Il n’en est rien : si les grandeurs du règne sont évoquées, passage obligé, ce n’est pas pour nourir une image pieuse ou fondre une statue équestre là où l’adversaire crayonnait une caricature. C’est pour évoquer l’utilité toujours présente du grand siècle et du grand Roi, en comparant la guerre de Succession d’Espagne et la guerre espagnole de Napoléon. Éprouvantes l’une comme l’autre, désatreuses même à bien des égards, mais la première « fertile » et la deuxième « stérile » écrit Maurras.

Ainsi l’excellence de Louis XIV, celle des conceptions royales à ce moment clef de notre histoire, ne se mesure ni à l’aune d’une image idéalisée ou caricaturée, ni à celle de conceptions politiques — soyons plus clairs : de conceptions idéologiques — dont procéderaient ces images contraires. Mais à l’aune de ce qui dure dans le temps et y perdure dans son excellence ou son utilité.

La guerre d’Espagne de 1709 nous soutenait encore en 1914. (…) Son [Louis XIV] art, son goût, son génie portent conseil, leçon, exemple, par les enseignes qui furent propres à sa grandeur : cette grandeur qui fait les délices et l’orgueil des élites du genre humain parce que son principe n’est pas de briller dans le temps, mais de lutter et de tenir énergiquement contre lui.

Cela écrit peu avant que ne s’ouvre une troisième guerre d’Espagne dont on avait déjà pressenti des signes inquiétants en 1935. Les élections de février 36 allaient tout précipiter, on sait que ne pas avoir à garder notre frontière pyrénéenne n’aura été d’aucun secours face à l’impréparation, aux erreurs et aux impuissances républicaines de l’été 40.

Le grand homme de Saint-Omer

Polytechnicien, cinq fois président du conseil, académicien au fauteuil 16 qui sera plus tard celui de Charles Maurras, cumulant tour à tour honneurs, mandats, fonctions et distinctions, Alexandre Ribot fut pendant trente ans un personnage incon­tournable de la troisième République.

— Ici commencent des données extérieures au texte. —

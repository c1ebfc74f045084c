//! In-memory board store (non-persistent).

use std::collections::HashMap;
use std::sync::Arc;

use async_trait::async_trait;
use chrono::Utc;
use tokio::sync::RwLock;
use uuid::Uuid;

use crate::board::engine;
use crate::board::ordering::Positioned;
use crate::board::{BoardError, Column, NewTask, Task, TaskPatch};

use super::BoardStore;

#[derive(Default)]
struct BoardData {
    columns: HashMap<Uuid, Column>,
    tasks: HashMap<Uuid, Task>,
}

impl BoardData {
    /// Tasks of one column as (id, order) pairs, sorted by order.
    fn positioned_tasks(&self, column_id: Uuid) -> Vec<Positioned> {
        let mut out: Vec<Positioned> = self
            .tasks
            .values()
            .filter(|t| t.column_id == column_id)
            .map(|t| Positioned::new(t.id, t.order))
            .collect();
        out.sort_by_key(|p| p.order);
        out
    }

    fn positioned_columns(&self) -> Vec<Positioned> {
        let mut out: Vec<Positioned> = self
            .columns
            .values()
            .map(|c| Positioned::new(c.id, c.order))
            .collect();
        out.sort_by_key(|p| p.order);
        out
    }

    fn apply_task_orders(&mut self, updates: &[(Uuid, i64)], column_id: Uuid) {
        let now = Utc::now();
        for (id, order) in updates {
            if let Some(task) = self.tasks.get_mut(id) {
                task.order = *order;
                task.column_id = column_id;
                task.updated_at = now;
            }
        }
    }
}

/// Board state behind a single lock, so a cross-column move mutates both
/// columns under one write guard and readers never see a half-applied plan.
#[derive(Clone, Default)]
pub struct InMemoryBoardStore {
    inner: Arc<RwLock<BoardData>>,
}

impl InMemoryBoardStore {
    pub fn new() -> Self {
        Self::default()
    }
}

#[async_trait]
impl BoardStore for InMemoryBoardStore {
    fn is_persistent(&self) -> bool {
        false
    }

    async fn list_columns(&self) -> Result<Vec<Column>, BoardError> {
        let data = self.inner.read().await;
        let mut columns: Vec<Column> = data.columns.values().cloned().collect();
        columns.sort_by_key(|c| c.order);
        Ok(columns)
    }

    async fn get_column(&self, id: Uuid) -> Result<Option<Column>, BoardError> {
        Ok(self.inner.read().await.columns.get(&id).cloned())
    }

    async fn create_column(&self, title: &str) -> Result<Column, BoardError> {
        let mut data = self.inner.write().await;
        let order = data.columns.values().map(|c| c.order).max().unwrap_or(0) + 1;
        let now = Utc::now();
        let column = Column {
            id: Uuid::new_v4(),
            title: title.to_string(),
            order,
            created_at: now,
            updated_at: now,
        };
        data.columns.insert(column.id, column.clone());
        Ok(column)
    }

    async fn update_column(&self, id: Uuid, title: &str) -> Result<Column, BoardError> {
        let mut data = self.inner.write().await;
        let column = data
            .columns
            .get_mut(&id)
            .ok_or_else(|| BoardError::column_not_found(id))?;
        column.title = title.to_string();
        column.updated_at = Utc::now();
        Ok(column.clone())
    }

    async fn delete_column(&self, id: Uuid) -> Result<bool, BoardError> {
        let mut data = self.inner.write().await;
        let plan = engine::plan_removal(&data.positioned_columns(), id);
        if data.columns.remove(&id).is_none() {
            return Ok(false);
        }
        data.tasks.retain(|_, t| t.column_id != id);
        let now = Utc::now();
        for (column_id, order) in plan {
            if let Some(column) = data.columns.get_mut(&column_id) {
                column.order = order;
                column.updated_at = now;
            }
        }
        Ok(true)
    }

    async fn list_tasks(&self) -> Result<Vec<Task>, BoardError> {
        let data = self.inner.read().await;
        let mut tasks: Vec<Task> = data.tasks.values().cloned().collect();
        tasks.sort_by_key(|t| (t.column_id, t.order));
        Ok(tasks)
    }

    async fn tasks_in_column(&self, column_id: Uuid) -> Result<Vec<Task>, BoardError> {
        let data = self.inner.read().await;
        let mut tasks: Vec<Task> = data
            .tasks
            .values()
            .filter(|t| t.column_id == column_id)
            .cloned()
            .collect();
        tasks.sort_by_key(|t| t.order);
        Ok(tasks)
    }

    async fn get_task(&self, id: Uuid) -> Result<Option<Task>, BoardError> {
        Ok(self.inner.read().await.tasks.get(&id).cloned())
    }

    async fn create_task(&self, new: NewTask) -> Result<Task, BoardError> {
        let mut data = self.inner.write().await;
        if !data.columns.contains_key(&new.column_id) {
            return Err(BoardError::column_not_found(new.column_id));
        }
        let order = data
            .tasks
            .values()
            .filter(|t| t.column_id == new.column_id)
            .map(|t| t.order)
            .max()
            .unwrap_or(0)
            + 1;
        let now = Utc::now();
        let task = Task {
            id: Uuid::new_v4(),
            title: new.title,
            description: new.description,
            status: new.status,
            column_id: new.column_id,
            assignee_id: new.assignee_id,
            order,
            created_at: now,
            updated_at: now,
        };
        data.tasks.insert(task.id, task.clone());
        Ok(task)
    }

    async fn update_task(&self, id: Uuid, patch: TaskPatch) -> Result<Task, BoardError> {
        let mut data = self.inner.write().await;
        let task = data
            .tasks
            .get_mut(&id)
            .ok_or_else(|| BoardError::task_not_found(id))?;
        if let Some(title) = patch.title {
            task.title = title;
        }
        if let Some(description) = patch.description {
            task.description = Some(description);
        }
        if let Some(status) = patch.status {
            task.status = status;
        }
        if let Some(assignee_id) = patch.assignee_id {
            task.assignee_id = Some(assignee_id);
        }
        task.updated_at = Utc::now();
        Ok(task.clone())
    }

    async fn delete_task(&self, id: Uuid) -> Result<bool, BoardError> {
        let mut data = self.inner.write().await;
        let Some(task) = data.tasks.get(&id).cloned() else {
            return Ok(false);
        };
        let plan = engine::plan_removal(&data.positioned_tasks(task.column_id), id);
        data.tasks.remove(&id);
        data.apply_task_orders(&plan, task.column_id);
        Ok(true)
    }

    async fn move_task(
        &self,
        id: Uuid,
        target_column_id: Uuid,
        target_index: usize,
    ) -> Result<Task, BoardError> {
        let mut data = self.inner.write().await;
        let task = data
            .tasks
            .get(&id)
            .cloned()
            .ok_or_else(|| BoardError::task_not_found(id))?;
        if !data.columns.contains_key(&target_column_id) {
            return Err(BoardError::column_not_found(target_column_id));
        }

        let source = data.positioned_tasks(task.column_id);
        let target = if task.column_id == target_column_id {
            source.clone()
        } else {
            data.positioned_tasks(target_column_id)
        };
        let plan = engine::plan_move(
            id,
            task.column_id,
            &source,
            target_column_id,
            &target,
            target_index,
        )?;

        let now = Utc::now();
        for update in &plan {
            if let Some(t) = data.tasks.get_mut(&update.task_id) {
                t.order = update.order;
                t.column_id = update.column_id;
                t.updated_at = now;
            }
        }
        Ok(data.tasks[&id].clone())
    }

    async fn reorder_tasks(&self, column_id: Uuid, ordered: &[Uuid]) -> Result<(), BoardError> {
        let mut data = self.inner.write().await;
        if !data.columns.contains_key(&column_id) {
            return Err(BoardError::column_not_found(column_id));
        }
        let plan = engine::plan_reorder(&data.positioned_tasks(column_id), ordered)?;
        data.apply_task_orders(&plan, column_id);
        Ok(())
    }
}
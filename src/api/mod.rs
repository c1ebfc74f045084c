//! HTTP API for the task board.
//!
//! ## Endpoints
//!
//! - `GET /api/health` - Health check
//! - `GET /api/stats` - Board statistics
//! - `GET /api/assignees` - Static assignee directory
//! - `GET /api/columns` - List columns with their tasks
//! - `POST /api/columns` - Create a column
//! - `GET /api/columns/{id}` - Get a column with its tasks
//! - `PATCH /api/columns/{id}` - Rename a column
//! - `DELETE /api/columns/{id}` - Delete a column (cascades to tasks)
//! - `POST /api/columns/{id}/reorder` - Reorder the tasks of a column
//! - `GET /api/tasks` - List all tasks
//! - `POST /api/tasks` - Create a task
//! - `GET /api/tasks/{id}` - Get a task with its column
//! - `PATCH /api/tasks/{id}` - Edit task fields
//! - `DELETE /api/tasks/{id}` - Delete a task
//! - `POST /api/tasks/{id}/move` - Move a task to a column/index

mod columns;
mod routes;
mod tasks;
mod types;

pub use routes::serve;
pub use types::*;

use axum::http::StatusCode;

use crate::board::BoardError;

/// Map a board error onto an HTTP status and message. Storage failures are
/// logged server-side and surfaced as a generic message.
pub(crate) fn error_response(err: BoardError) -> (StatusCode, String) {
    match err {
        BoardError::NotFound(msg) => (StatusCode::NOT_FOUND, msg),
        BoardError::Validation(msg) => (StatusCode::BAD_REQUEST, msg),
        BoardError::Conflict(msg) => (StatusCode::CONFLICT, msg),
        BoardError::Transaction(msg) => {
            tracing::error!("storage failure: {}", msg);
            (
                StatusCode::INTERNAL_SERVER_ERROR,
                "storage failure".to_string(),
            )
        }
    }
}
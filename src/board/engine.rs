//! Repositioning engine.
//!
//! Translates a single drop event — `(task, target column, target index)` —
//! into the minimal set of order/column writes across one or two columns.
//! Plans are pure data computed from a snapshot of the affected columns; the
//! store backends read that snapshot, call in here, and apply the resulting
//! updates inside one transaction, so concurrent readers never observe an
//! intermediate (duplicate-order) state and a failure leaves nothing
//! partially shifted.
//!
//! Target indexes are 0-based insertion positions in display terms ("insert
//! before the task currently at this position"), clamped to the destination,
//! never raw order values.

use std::collections::HashSet;

use uuid::Uuid;

use super::ordering::{diff_orders, insert_at, remove_item, Positioned};
use super::BoardError;

/// One persisted order mutation: task `task_id` ends up in `column_id` at
/// `order`. For tasks that merely shift within their column, `column_id` is
/// unchanged; for the moved task in a cross-column move it is the new owner.
#[derive(Debug, Clone, Copy, PartialEq, Eq)]
pub struct OrderUpdate {
    pub task_id: Uuid,
    pub column_id: Uuid,
    pub order: i64,
}

/// Computes the update plan for moving `task_id` to `target_index` in
/// `target_column_id`.
///
/// `source` and `target` are the current task lists of the two columns,
/// sorted by stored order (pass the same list twice for a same-column
/// reorder). An empty plan means the move is a no-op.
///
/// Same-column: the index is interpreted against the list with the task
/// already removed, so a downward move inserts at `target_index - 1`; tasks
/// strictly between the old and new position shift by exactly one. Dropping a
/// task onto its own index changes nothing.
///
/// Cross-column: the source column closes its gap, the destination opens a
/// slot at the clamped index, and the task takes the opened slot — order 1 at
/// the front, `max + 1` at or past the end, otherwise the pre-shift order of
/// the task it displaces.
pub fn plan_move(
    task_id: Uuid,
    source_column_id: Uuid,
    source: &[Positioned],
    target_column_id: Uuid,
    target: &[Positioned],
    target_index: usize,
) -> Result<Vec<OrderUpdate>, BoardError> {
    let source_ids: Vec<Uuid> = source.iter().map(|p| p.id).collect();
    let removed =
        remove_item(&source_ids, task_id).ok_or_else(|| BoardError::task_not_found(task_id))?;

    if source_column_id == target_column_id {
        let current_index = source_ids
            .iter()
            .position(|id| *id == task_id)
            .ok_or_else(|| BoardError::task_not_found(task_id))?;
        if target_index == current_index {
            return Ok(Vec::new());
        }
        // Removal shifts everything after current_index left by one, so a
        // downward target lands one slot earlier in the shortened list.
        let effective = if target_index > current_index {
            target_index - 1
        } else {
            target_index
        };
        let arranged = insert_at(&removed, task_id, effective);
        Ok(tag(diff_orders(source, &arranged), source_column_id))
    } else {
        let target_ids: Vec<Uuid> = target.iter().map(|p| p.id).collect();
        if target_ids.contains(&task_id) {
            return Err(BoardError::Conflict(format!(
                "Task {} already present in column {}",
                task_id, target_column_id
            )));
        }
        let arranged = insert_at(&target_ids, task_id, target_index);

        let mut updates = tag(diff_orders(source, &removed), source_column_id);
        updates.extend(tag(diff_orders(target, &arranged), target_column_id));
        Ok(updates)
    }
}

/// Computes the update plan for a caller-supplied full permutation of a
/// column. The permutation must exactly match the column's current id set —
/// any missing, unknown, or duplicated id means the client's view was stale
/// and the whole call fails with [`BoardError::Conflict`] before anything is
/// written.
pub fn plan_reorder(
    current: &[Positioned],
    ordered: &[Uuid],
) -> Result<Vec<(Uuid, i64)>, BoardError> {
    if ordered.len() != current.len() {
        return Err(BoardError::Conflict(format!(
            "reorder carries {} ids but the column holds {} tasks",
            ordered.len(),
            current.len()
        )));
    }
    let members: HashSet<Uuid> = current.iter().map(|p| p.id).collect();
    let mut seen = HashSet::with_capacity(ordered.len());
    for id in ordered {
        if !members.contains(id) {
            return Err(BoardError::Conflict(format!(
                "Task {} does not belong to the column",
                id
            )));
        }
        if !seen.insert(*id) {
            return Err(BoardError::Conflict(format!(
                "Task {} appears more than once",
                id
            )));
        }
    }
    Ok(diff_orders(current, ordered))
}

/// Computes the gap-closing decrements after `item` leaves `current`. Used
/// for task deletion, the source half of a cross-column move, and column
/// deletion (the column namespace follows the same rules). Removing an id
/// that is already gone yields an empty plan.
pub fn plan_removal(current: &[Positioned], item: Uuid) -> Vec<(Uuid, i64)> {
    let ids: Vec<Uuid> = current.iter().map(|p| p.id).collect();
    match remove_item(&ids, item) {
        Some(remaining) => diff_orders(current, &remaining),
        None => Vec::new(),
    }
}

fn tag(updates: Vec<(Uuid, i64)>, column_id: Uuid) -> Vec<OrderUpdate> {
    updates
        .into_iter()
        .map(|(task_id, order)| OrderUpdate {
            task_id,
            column_id,
            order,
        })
        .collect()
}

#[cfg(test)]
mod tests {
    use super::*;

    fn column(n: usize) -> (Uuid, Vec<Uuid>, Vec<Positioned>) {
        let column_id = Uuid::new_v4();
        let ids: Vec<Uuid> = (0..n).map(|_| Uuid::new_v4()).collect();
        let positioned = ids
            .iter()
            .enumerate()
            .map(|(i, id)| Positioned::new(*id, i as i64 + 1))
            .collect();
        (column_id, ids, positioned)
    }

    /// Applies a plan to per-column id lists and checks density.
    fn apply(tasks: &[Positioned], plan: &[(Uuid, i64)]) -> Vec<Uuid> {
        let mut all: Vec<Positioned> = tasks.to_vec();
        for (id, order) in plan {
            match all.iter_mut().find(|p| p.id == *id) {
                Some(p) => p.order = *order,
                None => all.push(Positioned::new(*id, *order)),
            }
        }
        all.sort_by_key(|p| p.order);
        let orders: Vec<i64> = all.iter().map(|p| p.order).collect();
        let expected: Vec<i64> = (1..=all.len() as i64).collect();
        assert_eq!(orders, expected, "orders must be dense");
        all.into_iter().map(|p| p.id).collect()
    }

    fn untag(plan: &[OrderUpdate], column_id: Uuid) -> Vec<(Uuid, i64)> {
        plan.iter()
            .filter(|u| u.column_id == column_id)
            .map(|u| (u.task_id, u.order))
            .collect()
    }

    #[test]
    fn same_column_move_down_past_one() {
        // [T1, T2, T3], move T1 to index 2 -> [T2, T1, T3].
        let (col, ids, tasks) = column(3);
        let plan = plan_move(ids[0], col, &tasks, col, &tasks, 2).unwrap();
        let result = apply(&tasks, &untag(&plan, col));
        assert_eq!(result, vec![ids[1], ids[0], ids[2]]);
    }

    #[test]
    fn same_column_move_up_to_front() {
        let (col, ids, tasks) = column(3);
        let plan = plan_move(ids[2], col, &tasks, col, &tasks, 0).unwrap();
        let result = apply(&tasks, &untag(&plan, col));
        assert_eq!(result, vec![ids[2], ids[0], ids[1]]);
        // The moved task claims order 1.
        assert!(plan
            .iter()
            .any(|u| u.task_id == ids[2] && u.order == 1));
    }

    #[test]
    fn same_column_move_past_end_appends() {
        let (col, ids, tasks) = column(3);
        let plan = plan_move(ids[0], col, &tasks, col, &tasks, 99).unwrap();
        let result = apply(&tasks, &untag(&plan, col));
        assert_eq!(result, vec![ids[1], ids[2], ids[0]]);
        assert!(plan
            .iter()
            .any(|u| u.task_id == ids[0] && u.order == 3));
    }

    #[test]
    fn same_index_is_noop() {
        let (col, ids, tasks) = column(3);
        let plan = plan_move(ids[1], col, &tasks, col, &tasks, 1).unwrap();
        assert!(plan.is_empty());
    }

    #[test]
    fn dropping_before_own_successor_is_noop() {
        // Inserting before the task that already follows it resolves to the
        // same arrangement, so no writes are issued.
        let (col, ids, tasks) = column(3);
        let plan = plan_move(ids[1], col, &tasks, col, &tasks, 2).unwrap();
        assert!(plan.is_empty());
    }

    #[test]
    fn same_column_untouched_tasks_are_not_written() {
        // [A, B, C, D, E], move B to index 3: only B, C, D shift.
        let (col, ids, tasks) = column(5);
        let plan = plan_move(ids[1], col, &tasks, col, &tasks, 3).unwrap();
        let written: HashSet<Uuid> = plan.iter().map(|u| u.task_id).collect();
        assert_eq!(
            written,
            HashSet::from([ids[1], ids[2], ids[3]]),
            "only the moved task and the span between old and new positions shift"
        );
    }

    #[test]
    fn cross_column_move_to_front() {
        // A=[T1, T2], B=[T3]; move T1 to B index 0 -> A=[T2], B=[T1, T3].
        let (col_a, a_ids, a_tasks) = column(2);
        let (col_b, b_ids, b_tasks) = column(1);
        let plan = plan_move(a_ids[0], col_a, &a_tasks, col_b, &b_tasks, 0).unwrap();

        let remaining = apply(&[a_tasks[1]], &untag(&plan, col_a));
        assert_eq!(remaining, vec![a_ids[1]]);

        let dest = apply(&b_tasks, &untag(&plan, col_b));
        assert_eq!(dest, vec![a_ids[0], b_ids[0]]);

        // Moved task is reassigned to column B with order 1.
        let moved = plan.iter().find(|u| u.task_id == a_ids[0]).unwrap();
        assert_eq!(moved.column_id, col_b);
        assert_eq!(moved.order, 1);
    }

    #[test]
    fn cross_column_move_into_empty() {
        let (col_a, a_ids, a_tasks) = column(1);
        let col_b = Uuid::new_v4();
        let plan = plan_move(a_ids[0], col_a, &a_tasks, col_b, &[], 0).unwrap();
        assert_eq!(
            plan,
            vec![OrderUpdate {
                task_id: a_ids[0],
                column_id: col_b,
                order: 1
            }]
        );
    }

    #[test]
    fn cross_column_move_past_end_appends() {
        let (col_a, a_ids, a_tasks) = column(1);
        let (col_b, _, b_tasks) = column(3);
        let plan = plan_move(a_ids[0], col_a, &a_tasks, col_b, &b_tasks, 42).unwrap();
        let moved = plan.iter().find(|u| u.task_id == a_ids[0]).unwrap();
        assert_eq!(moved.order, 4);
        // No task in B shifts for an append.
        assert_eq!(plan.len(), 1);
    }

    #[test]
    fn cross_column_takes_displaced_tasks_slot() {
        // B = [X, Y, Z]; dropping at index 1 gives the mover Y's old order
        // and shifts Y and Z.
        let (col_a, a_ids, a_tasks) = column(1);
        let (col_b, b_ids, b_tasks) = column(3);
        let plan = plan_move(a_ids[0], col_a, &a_tasks, col_b, &b_tasks, 1).unwrap();
        let moved = plan.iter().find(|u| u.task_id == a_ids[0]).unwrap();
        assert_eq!(moved.order, 2);
        let b_plan = untag(&plan, col_b);
        assert!(b_plan.contains(&(b_ids[1], 3)));
        assert!(b_plan.contains(&(b_ids[2], 4)));
        assert!(!b_plan.iter().any(|(id, _)| *id == b_ids[0]));
    }

    #[test]
    fn cross_column_closes_source_gap() {
        // A = [T1, T2, T3]; moving T2 away decrements T3 only.
        let (col_a, a_ids, a_tasks) = column(3);
        let (col_b, _, b_tasks) = column(0);
        let plan = plan_move(a_ids[1], col_a, &a_tasks, col_b, &b_tasks, 0).unwrap();
        let a_plan = untag(&plan, col_a);
        assert_eq!(a_plan, vec![(a_ids[2], 2)]);
    }

    #[test]
    fn move_unknown_task_is_not_found() {
        let (col, _, tasks) = column(2);
        let err = plan_move(Uuid::new_v4(), col, &tasks, col, &tasks, 0).unwrap_err();
        assert!(matches!(err, BoardError::NotFound(_)));
    }

    #[test]
    fn reorder_full_permutation() {
        // [T1, T2, T3] -> [T3, T1, T2] assigns 1, 2, 3 positionally.
        let (_, ids, tasks) = column(3);
        let plan = plan_reorder(&tasks, &[ids[2], ids[0], ids[1]]).unwrap();
        let result = apply(&tasks, &plan);
        assert_eq!(result, vec![ids[2], ids[0], ids[1]]);
    }

    #[test]
    fn reorder_identity_is_empty() {
        let (_, ids, tasks) = column(3);
        assert!(plan_reorder(&tasks, &ids).unwrap().is_empty());
    }

    #[test]
    fn reorder_rejects_wrong_count() {
        let (_, ids, tasks) = column(3);
        let err = plan_reorder(&tasks, &ids[..2]).unwrap_err();
        assert!(matches!(err, BoardError::Conflict(_)));
    }

    #[test]
    fn reorder_rejects_foreign_id() {
        let (_, ids, tasks) = column(2);
        let err = plan_reorder(&tasks, &[ids[0], Uuid::new_v4()]).unwrap_err();
        assert!(matches!(err, BoardError::Conflict(_)));
    }

    #[test]
    fn reorder_rejects_duplicate_id() {
        let (_, ids, tasks) = column(2);
        let err = plan_reorder(&tasks, &[ids[0], ids[0]]).unwrap_err();
        assert!(matches!(err, BoardError::Conflict(_)));
    }

    #[test]
    fn removal_shifts_later_tasks_down() {
        // [T1(1), T2(2), T3(3)] minus T2 -> T3 becomes 2.
        let (_, ids, tasks) = column(3);
        let plan = plan_removal(&tasks, ids[1]);
        assert_eq!(plan, vec![(ids[2], 2)]);
    }

    #[test]
    fn removal_of_last_task_is_empty_plan() {
        let (_, ids, tasks) = column(3);
        assert!(plan_removal(&tasks, ids[2]).is_empty());
    }

    #[test]
    fn removal_of_absent_task_is_empty_plan() {
        let (_, _, tasks) = column(3);
        assert!(plan_removal(&tasks, Uuid::new_v4()).is_empty());
    }
}
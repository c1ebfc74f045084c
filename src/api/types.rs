//! API request and response types shared across resources.

use serde::Serialize;

/// Health check response.
#[derive(Debug, Clone, Serialize)]
pub struct HealthResponse {
    pub status: String,
    pub version: String,
    /// Whether the configured store survives restarts.
    pub store_persistent: bool,
}

/// Board statistics response.
#[derive(Debug, Clone, Serialize)]
pub struct StatsResponse {
    /// Number of columns on the board
    pub columns: usize,

    /// Total number of tasks across all columns
    pub total_tasks: usize,

    /// Task counts per workflow status
    pub todo: usize,
    pub in_progress: usize,
    pub review: usize,
    pub done: usize,
}
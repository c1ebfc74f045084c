//! HTTP route handlers.

use std::sync::Arc;

use axum::{
    extract::State,
    response::Json,
    routing::get,
    Router,
};
use tower_http::cors::CorsLayer;
use tower_http::trace::TraceLayer;

use crate::assignees::{self, Assignee};
use crate::board::TaskStatus;
use crate::config::Config;
use crate::store::{create_board_store, BoardStore};

use super::columns;
use super::tasks;
use super::types::*;

/// Shared application state.
pub struct AppState {
    pub config: Config,
    /// The board store backing all task/column operations
    pub store: Box<dyn BoardStore>,
}

/// Start the HTTP server.
pub async fn serve(config: Config) -> anyhow::Result<()> {
    let store = create_board_store(config.store, config.data_dir.clone()).await?;
    if !store.is_persistent() {
        tracing::warn!("Using in-memory store; board data will not survive restarts");
    }

    let state = Arc::new(AppState {
        config: config.clone(),
        store,
    });

    let app = Router::new()
        .route("/api/health", get(health))
        .route("/api/stats", get(get_stats))
        .route("/api/assignees", get(list_assignees))
        .nest("/api/columns", columns::routes())
        .nest("/api/tasks", tasks::routes())
        .layer(CorsLayer::permissive())
        .layer(TraceLayer::new_for_http())
        .with_state(Arc::clone(&state));

    let addr = format!("{}:{}", config.host, config.port);
    let listener = tokio::net::TcpListener::bind(&addr).await?;

    tracing::info!("Server listening on {}", addr);

    axum::serve(listener, app)
        .with_graceful_shutdown(shutdown_signal())
        .await?;

    Ok(())
}

/// Wait for SIGINT/SIGTERM.
async fn shutdown_signal() {
    let ctrl_c = async {
        tokio::signal::ctrl_c()
            .await
            .expect("failed to install Ctrl+C handler");
    };

    #[cfg(unix)]
    let terminate = async {
        tokio::signal::unix::signal(tokio::signal::unix::SignalKind::terminate())
            .expect("failed to install signal handler")
            .recv()
            .await;
    };

    #[cfg(not(unix))]
    let terminate = std::future::pending::<()>();

    tokio::select! {
        _ = ctrl_c => {},
        _ = terminate => {},
    }

    tracing::info!("Shutdown signal received");
}

/// Health check endpoint.
async fn health(State(state): State<Arc<AppState>>) -> Json<HealthResponse> {
    Json(HealthResponse {
        status: "ok".to_string(),
        version: env!("CARGO_PKG_VERSION").to_string(),
        store_persistent: state.store.is_persistent(),
    })
}

/// Get board statistics.
async fn get_stats(
    State(state): State<Arc<AppState>>,
) -> Result<Json<StatsResponse>, (axum::http::StatusCode, String)> {
    let columns = state
        .store
        .list_columns()
        .await
        .map_err(super::error_response)?;
    let tasks = state.store.list_tasks().await.map_err(super::error_response)?;

    let count = |status: TaskStatus| tasks.iter().filter(|t| t.status == status).count();

    Ok(Json(StatsResponse {
        columns: columns.len(),
        total_tasks: tasks.len(),
        todo: count(TaskStatus::Todo),
        in_progress: count(TaskStatus::InProgress),
        review: count(TaskStatus::Review),
        done: count(TaskStatus::Done),
    }))
}

/// List the static assignee directory.
async fn list_assignees() -> Json<Vec<Assignee>> {
    Json(assignees::all())
}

Quel souvenir aura-t-il laissé ? Peu de chose à vrai dire, car son positionnement de républicain modéré, oscillant entre le centre et le centre droit, ne le conduisit jamais à être au premier rang des grands bouleversements politiques de cette période. On garde la mémoire des instigateurs, des meneurs, comme Jules Ferry, Clemenceau, Waldeck-Rousseau ou Jean Jaurès, non celle des opposants qui finissent toujours peu ou prou par se retrouver minoritaires et se rallier.

Peu de chose également car les talents d’Alexandre Ribot furent surtout oratoires, et ne laissèrent donc guère de traces. Peu de chose, enfin, parce que son action diplomatique en faveur de l’alliance russe et de l’alliance anglaise, bien que déterminante en son temps, ne survécut pas au séisme de 1914. En conséquence, plus personne aujourd’hui ne sait qui fut Alexandre Ribot, sauf peut-être les habitants de Saint-Omer, sa ville de naissance dont il fut député, puis sénateur, pendant plus de quarante ans.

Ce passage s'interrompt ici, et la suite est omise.